けど、その後秋名山でたまたまアイツと軽く上りで競いあった後話しかけてみたら、まったく中里はヒドいヤツだった。
こっちは一応普通に話しかけたつもりなのに、いきなりオレ様のFDが下品だとか、アニキにべったりのオレには分からない話だとか、さらにうっとりと藤原の走りだけをベタ誉めしやがった。
オレなんか眼中にないって態度で、ムカついてムカついて仕方なかった。
そのムカつきをバネに、オレはアニキから課せられたメニューを短期間でこなしまくって、中里とのバトルまでに自分でも驚くほどに成長することができたりした。アニキとしては、中里とのバトルに勝利することが、オレの走り屋としての群馬での卒業試験みたいな位置だったらしい。

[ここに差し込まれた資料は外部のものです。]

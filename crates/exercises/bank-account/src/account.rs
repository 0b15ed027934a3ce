//! Account entity.

use domain::{finite, not_blank, validate_fields, DomainError, DomainResult, Identified};
use domain::DEFAULT_WITHDRAWAL_CEILING;
use validator::Validate;

/// Bank account with a balance and a fixed per-withdrawal ceiling.
#[derive(Debug, Clone, PartialEq, Validate)]
pub struct Account {
    #[validate(custom(function = "not_blank"))]
    number: String,
    #[validate(custom(function = "finite"), range(min = 0.0, message = "must be >= 0"))]
    balance: f64,
    ceiling: f64,
}

impl Account {
    /// Open an account with the default withdrawal ceiling.
    ///
    /// # Errors
    /// `InvalidArgument` if the number is blank or the balance is negative or not a number.
    pub fn new(number: impl Into<String>, initial_balance: f64) -> DomainResult<Self> {
        Self::with_ceiling(number, initial_balance, DEFAULT_WITHDRAWAL_CEILING)
    }

    /// Open an account with a custom withdrawal ceiling
    pub fn with_ceiling(
        number: impl Into<String>,
        initial_balance: f64,
        ceiling: f64,
    ) -> DomainResult<Self> {
        if !ceiling.is_finite() || ceiling <= 0.0 {
            return Err(DomainError::invalid_argument(
                "withdrawal ceiling must be a positive number",
            ));
        }

        let account = Self {
            number: number.into().trim().to_string(),
            balance: initial_balance,
            ceiling,
        };
        validate_fields(&account)?;
        Ok(account)
    }

    pub fn number(&self) -> &str {
        &self.number
    }

    pub fn balance(&self) -> f64 {
        self.balance
    }

    pub fn ceiling(&self) -> f64 {
        self.ceiling
    }

    /// Withdraw `amount` from the balance.
    ///
    /// Checks run in a fixed order and stop at the first failure:
    /// well-formed amount, per-withdrawal ceiling (inclusive), available balance.
    /// The balance is only touched once every check has passed.
    pub fn withdraw(&mut self, amount: f64) -> DomainResult<()> {
        if !amount.is_finite() {
            return Err(DomainError::invalid_argument(
                "withdrawal amount must be a number",
            ));
        }
        if amount <= 0.0 {
            return Err(DomainError::invalid_argument("withdrawal amount must be > 0"));
        }
        if amount > self.ceiling {
            return Err(DomainError::limit_exceeded(format!(
                "withdrawal of {} exceeds the per-withdrawal limit of {}",
                amount, self.ceiling
            )));
        }
        if amount > self.balance {
            return Err(DomainError::insufficient_capacity(format!(
                "insufficient balance: requested {}, available {}",
                amount, self.balance
            )));
        }

        self.balance -= amount;
        tracing::debug!(account = %self.number, amount, balance = self.balance, "Withdrawal applied");
        Ok(())
    }
}

impl Identified for Account {
    const LABEL: &'static str = "account";

    fn id(&self) -> &str {
        &self.number
    }
}
//! Ticket booking exercise - capacity-limited booking with cancellation.
//!
//! - [`Passenger`]: ticket holder
//! - [`BookingSystem`]: tickets keyed by ticket number, bounded by capacity
//! - [`process_booking`] / [`process_cancellation`]: end-to-end operations
//!   with a closing summary

pub mod booking;
pub mod passenger;
pub mod process;

pub use booking::{BookingSystem, Ticket};
pub use passenger::Passenger;
pub use process::{process_booking, process_cancellation};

群馬の走り屋の中でも特に目立っていたGT−R乗りの中里は、妙義山をホームコースとして、ナイトキッズの頭を張っていた。ナイトキッズってチームは走り屋集団の中でも特にガラが悪いと評判で、その頭を張る中里は、オールバックにした髪にくっきりした眉と強い目が印象的なヤツだった。
最初の会話の印象が最悪だったから、こっちも半分ケンカ越しでの挨拶。
けど、バトルが始まってみて、GT−Rを追いながら
中里がどんなヤツか、コーナーを抜ける度にオレの中に沁みこんできた。
特性の違う車同士でのバトルで、先行のプレッシャーに耐えながら、中里はギリギリの走りをしていた。走りに真っ直ぐな走りバカだ。真っ正直さが沁みた。
ちょっと前の自分に似ていると思った。
あいつはあいつでもがいている。オレの前で足掻いている。
妙義を守ろうと、オレに打ち勝とうと、自分をギリギリまで追い込んでいる。
オレはそんなGT−Rを追っている。
赤く闇に浮かぶRのテールランプがヤケにエロかったのを覚えている。
獲物を追うハンターの気分だった。あいつは全力で逃げ、オレが全力で追い、捉え、食らう。
GT−R。
そしてそいつに相応しいと初めて認めることができる存在、中里毅。
勝ち負けとかじゃない。
認めるか、認めないか、だ。
オレが勝利したバトルの後も、中里はなかなかオレを認めようとしない態度だった。
オレには全部見えちまったってのに、お前には見えてないんだな。
中里の頑固なトコも、何故かその時点でオレには見えちまっていた。
「オレとお前の技術の差だ」
アニキの言っていたGT−Rの弱点。中里はこれから、そいつに向き合わなくちゃならなくなった。オレに負けたからだ。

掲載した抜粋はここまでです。